**** GIVEN INFORMATION ****
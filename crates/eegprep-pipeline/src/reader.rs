//! File-backed recording reader
//!
//! Recordings on disk are `.npy` arrays shaped `[channels, samples]`
//! (`<f4`, C order) with a JSON sidecar carrying the sampling rate.
//! Only the requested range is read per call, which is what keeps the
//! windowing engine's memory bounded to one chunk.

use crate::npy::{read_header, NpyHeader};
use eegprep_core::{EegError, EegResult, RecordingReader};
use serde::{Deserialize, Serialize};
use std::fs::File;
use std::io::{Read, Seek, SeekFrom};
use std::path::Path;

/// Sidecar metadata stored next to each recording as `<base>.json`.
#[derive(Debug, Clone, Serialize, Deserialize)]
pub struct RecordingSidecar {
    pub sample_rate: f32,
}

/// Lazy reader over an on-disk `.npy` recording.
pub struct NpyRecording {
    id: String,
    file: File,
    channels: usize,
    samples: usize,
    sample_rate: f32,
    data_start: u64,
}

impl NpyRecording {
    /// Open `<base>.npy` plus its `<base>.json` sidecar.
    pub fn open(path: &Path) -> EegResult<Self> {
        let unreadable = |reason: String| EegError::UnreadableSource {
            path: path.display().to_string(),
            reason,
        };

        let mut file = File::open(path).map_err(|e| unreadable(e.to_string()))?;

        // The v1 header never exceeds 10 bytes + u16 length; one page is
        // plenty to parse it from.
        let mut prefix = vec![0u8; 4096];
        let read = read_up_to(&mut file, &mut prefix).map_err(|e| unreadable(e.to_string()))?;
        prefix.truncate(read);
        let NpyHeader {
            shape,
            descr,
            data_start,
        } = read_header(&prefix).map_err(|e| unreadable(e.to_string()))?;

        if descr != "<f4" {
            return Err(unreadable(format!("recording dtype '{}' is not <f4", descr)));
        }
        if shape.len() != 2 {
            return Err(unreadable(format!(
                "recording must be [channels, samples], got {} dims",
                shape.len()
            )));
        }

        let sidecar_path = path.with_extension("json");
        let sidecar_text = std::fs::read_to_string(&sidecar_path).map_err(|e| {
            EegError::UnreadableSource {
                path: sidecar_path.display().to_string(),
                reason: e.to_string(),
            }
        })?;
        let sidecar: RecordingSidecar =
            serde_json::from_str(&sidecar_text).map_err(|e| EegError::UnreadableSource {
                path: sidecar_path.display().to_string(),
                reason: e.to_string(),
            })?;

        let id = path
            .file_stem()
            .and_then(|s| s.to_str())
            .unwrap_or("recording")
            .to_string();

        Ok(Self {
            id,
            file,
            channels: shape[0],
            samples: shape[1],
            sample_rate: sidecar.sample_rate,
            data_start: data_start as u64,
        })
    }
}

fn read_up_to(file: &mut File, buf: &mut [u8]) -> std::io::Result<usize> {
    let mut total = 0;
    while total < buf.len() {
        let n = file.read(&mut buf[total..])?;
        if n == 0 {
            break;
        }
        total += n;
    }
    Ok(total)
}

impl RecordingReader for NpyRecording {
    fn id(&self) -> &str {
        &self.id
    }

    fn channel_count(&self) -> usize {
        self.channels
    }

    fn sample_count(&self) -> usize {
        self.samples
    }

    fn sample_rate(&self) -> f32 {
        self.sample_rate
    }

    fn read_range(&mut self, start: usize, stop: usize) -> EegResult<Vec<Vec<f32>>> {
        if start > stop || stop > self.samples {
            return Err(EegError::ShapeMismatch {
                reason: format!(
                    "range [{}, {}) out of bounds for {} samples",
                    start, stop, self.samples
                ),
            });
        }

        let n = stop - start;
        let mut channels = Vec::with_capacity(self.channels);
        let mut raw = vec![0u8; n * 4];
        for ch in 0..self.channels {
            let offset = self.data_start + ((ch * self.samples + start) * 4) as u64;
            self.file.seek(SeekFrom::Start(offset))?;
            self.file.read_exact(&mut raw)?;
            channels.push(
                raw.chunks_exact(4)
                    .map(|c| f32::from_le_bytes([c[0], c[1], c[2], c[3]]))
                    .collect(),
            );
        }
        Ok(channels)
    }
}

#[cfg(test)]
mod tests {
    use super::*;
    use crate::npy::NpyArray;

    fn write_recording(dir: &Path, base: &str, channels: usize, samples: usize, rate: f32) {
        let data: Vec<f32> = (0..channels * samples).map(|i| i as f32).collect();
        NpyArray::f32(vec![channels, samples], data)
            .unwrap()
            .write(&dir.join(format!("{}.npy", base)))
            .unwrap();
        let sidecar = serde_json::to_string(&RecordingSidecar { sample_rate: rate }).unwrap();
        std::fs::write(dir.join(format!("{}.json", base)), sidecar).unwrap();
    }

    #[test]
    fn test_open_and_read_range() {
        let dir = tempfile::tempdir().unwrap();
        write_recording(dir.path(), "chb01_03", 3, 100, 256.0);

        let mut rec = NpyRecording::open(&dir.path().join("chb01_03.npy")).unwrap();
        assert_eq!(rec.id(), "chb01_03");
        assert_eq!(rec.channel_count(), 3);
        assert_eq!(rec.sample_count(), 100);
        assert_eq!(rec.sample_rate(), 256.0);

        let range = rec.read_range(10, 13).unwrap();
        assert_eq!(range[0], vec![10.0, 11.0, 12.0]);
        assert_eq!(range[1], vec![110.0, 111.0, 112.0]);
        assert_eq!(range[2], vec![210.0, 211.0, 212.0]);
    }

    #[test]
    fn test_missing_sidecar_is_unreadable() {
        let dir = tempfile::tempdir().unwrap();
        let data: Vec<f32> = vec![0.0; 20];
        NpyArray::f32(vec![2, 10], data)
            .unwrap()
            .write(&dir.path().join("lonely.npy"))
            .unwrap();

        let result = NpyRecording::open(&dir.path().join("lonely.npy"));
        assert!(matches!(result, Err(EegError::UnreadableSource { .. })));
    }

    #[test]
    fn test_wrong_rank_rejected() {
        let dir = tempfile::tempdir().unwrap();
        NpyArray::f32(vec![8], vec![0.0; 8])
            .unwrap()
            .write(&dir.path().join("flat.npy"))
            .unwrap();
        std::fs::write(dir.path().join("flat.json"), r#"{"sample_rate": 256.0}"#).unwrap();

        assert!(NpyRecording::open(&dir.path().join("flat.npy")).is_err());
    }

    #[test]
    fn test_out_of_bounds_range() {
        let dir = tempfile::tempdir().unwrap();
        write_recording(dir.path(), "rec", 1, 50, 128.0);
        let mut rec = NpyRecording::open(&dir.path().join("rec.npy")).unwrap();
        assert!(rec.read_range(40, 60).is_err());
    }
}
****
Transcribe the entries above so that nothing in them differs from the original.

## REPLY
filename crates/eegprep-pipeline/src/reader.rs
//! File-backed recording reader
//!
//! Recordings on disk are `.npy` arrays shaped `[channels, samples]`
//! (`<f4`, C order) with a JSON sidecar carrying the sampling rate.
//! Only the requested range is read per call, which is what keeps the
//! windowing engine's memory bounded to one chunk.

use crate::npy::{read_header, NpyHeader};
use eegprep_core::{EegError, EegResult, RecordingReader};
use serde::{Deserialize, Serialize};
use std::fs::File;
use std::io::{Read, Seek, SeekFrom};
use std::path::Path;

/// Sidecar metadata stored next to each recording as `<base>.json`.
#[derive(Debug, Clone, Serialize, Deserialize)]
pub struct RecordingSidecar {
    pub sample_rate: f32,
}

/// Lazy reader over an on-disk `.npy` recording.
pub struct NpyRecording {
    id: String,
    file: File,
    channels: usize,
    samples: usize,
    sample_rate: f32,
    data_start: u64,
}

impl NpyRecording {
    /// Open `<base>.npy` plus its `<base>.json` sidecar.
    pub fn open(path: &Path) -> EegResult<Self> {
        let unreadable = |reason: String| EegError::UnreadableSource {
            path: path.display().to_string(),
            reason,
        };

        let mut file = File::open(path).map_err(|e| unreadable(e.to_string()))?;

        // The v1 header never exceeds 10 bytes + u16 length; one page is
        // plenty to parse it from.
        let mut prefix = vec![0u8; 4096];
        let read = read_up_to(&mut file, &mut prefix).map_err(|e| unreadable(e.to_string()))?;
        prefix.truncate(read);
        let NpyHeader {
            shape,
            descr,
            data_start,
        } = read_header(&prefix).map_err(|e| unreadable(e.to_string()))?;

        if descr != "<f4" {
            return Err(unreadable(format!("recording dtype '{}' is not <f4", descr)));
        }
        if shape.len() != 2 {
            return Err(unreadable(format!(
                "recording must be [channels, samples], got {} dims",
                shape.len()
            )));
        }

        let sidecar_path = path.with_extension("json");
        let sidecar_text = std::fs::read_to_string(&sidecar_path).map_err(|e| {
            EegError::UnreadableSource {
                path: sidecar_path.display().to_string(),
                reason: e.to_string(),
            }
        })?;
        let sidecar: RecordingSidecar =
            serde_json::from_str(&sidecar_text).map_err(|e| EegError::UnreadableSource {
                path: sidecar_path.display().to_string(),
                reason: e.to_string(),
            })?;

        let id = path
            .file_stem()
            .and_then(|s| s.to_str())
            .unwrap_or("recording")
            .to_string();

        Ok(Self {
            id,
            file,
            channels: shape[0],
            samples: shape[1],
            sample_rate: sidecar.sample_rate,
            data_start: data_start as u64,
        })
    }
}

fn read_up_to(file: &mut File, buf: &mut [u8]) -> std::io::Result<usize> {
    let mut total = 0;
    while total < buf.len() {
        let n = file.read(&mut buf[total..])?;
        if n == 0 {
            break;
        }
        total += n;
    }
    Ok(total)
}

impl RecordingReader for NpyRecording {
    fn id(&self) -> &str {
        &self.id
    }

    fn channel_count(&self) -> usize {
        self.channels
    }

    fn sample_count(&self) -> usize {
        self.samples
    }

    fn sample_rate(&self) -> f32 {
        self.sample_rate
    }

    fn read_range(&mut self, start: usize, stop: usize) -> EegResult<Vec<Vec<f32>>> {
        if start > stop || stop > self.samples {
            return Err(EegError::ShapeMismatch {
                reason: format!(
                    "range [{}, {}) out of bounds for {} samples",
                    start, stop, self.samples
                ),
            });
        }

        let n = stop - start;
        let mut channels = Vec::with_capacity(self.channels);
        let mut raw = vec![0u8; n * 4];
        for ch in 0..self.channels {
            let offset = self.data_start + ((ch * self.samples + start) * 4) as u64;
            self.file.seek(SeekFrom::Start(offset))?;
            self.file.read_exact(&mut raw)?;
            channels.push(
                raw.chunks_exact(4)
                    .map(|c| f32::from_le_bytes([c[0], c[1], c[2], c[3]]))
                    .collect(),
            );
        }
        Ok(channels)
    }
}

#[cfg(test)]
mod tests {
    use super::*;
    use crate::npy::NpyArray;

    fn write_recording(dir: &Path, base: &str, channels: usize, samples: usize, rate: f32) {
        let data: Vec<f32> = (0..channels * samples).map(|i| i as f32).collect();
        NpyArray::f32(vec![channels, samples], data)
            .unwrap()
            .write(&dir.join(format!("{}.npy", base)))
            .unwrap();
        let sidecar = serde_json::to_string(&RecordingSidecar { sample_rate: rate }).unwrap();
        std::fs::write(dir.join(format!("{}.json", base)), sidecar).unwrap();
    }

    #[test]
    fn test_open_and_read_range() {
        let dir = tempfile::tempdir().unwrap();
        write_recording(dir.path(), "chb01_03", 3, 100, 256.0);

        let mut rec = NpyRecording::open(&dir.path().join("chb01_03.npy")).unwrap();
        assert_eq!(rec.id(), "chb01_03");
        assert_eq!(rec.channel_count(), 3);
        assert_eq!(rec.sample_count(), 100);
        assert_eq!(rec.sample_rate(), 256.0);

        let range = rec.read_range(10, 13).unwrap();
        assert_eq!(range[0], vec![10.0, 11.0, 12.0]);
        assert_eq!(range[1], vec![110.0, 111.0, 112.0]);
        assert_eq!(range[2], vec![210.0, 211.0, 212.0]);
    }

    #[test]
    fn test_missing_sidecar_is_unreadable() {
        let dir = tempfile::tempdir().unwrap();
        let data: Vec<f32> = vec![0.0; 20];
        NpyArray::f32(vec![2, 10], data)
            .unwrap()
            .write(&dir.path().join("lonely.npy"))
            .unwrap();

        let result = NpyRecording::open(&dir.path().join("lonely.npy"));
        assert!(matches!(result, Err(EegError::UnreadableSource { .. })));
    }

    #[test]
    fn test_wrong_rank_rejected() {
        let dir = tempfile::tempdir().unwrap();
        NpyArray::f32(vec![8], vec![0.0; 8])
            .unwrap()
            .write(&dir.path().join("flat.npy"))
            .unwrap();
        std::fs::write(dir.path().join("flat.json"), r#"{"sample_rate": 256.0}"#).unwrap();

        assert!(NpyRecording::open(&dir.path().join("flat.npy")).is_err());
    }

    #[test]
    fn test_out_of_bounds_range() {
        let dir = tempfile::tempdir().unwrap();
        write_recording(dir.path(), "rec", 1, 50, 128.0);
        let mut rec = NpyRecording::open(&dir.path().join("rec.npy")).unwrap();
        assert!(rec.read_range(40, 60).is_err());
    }
}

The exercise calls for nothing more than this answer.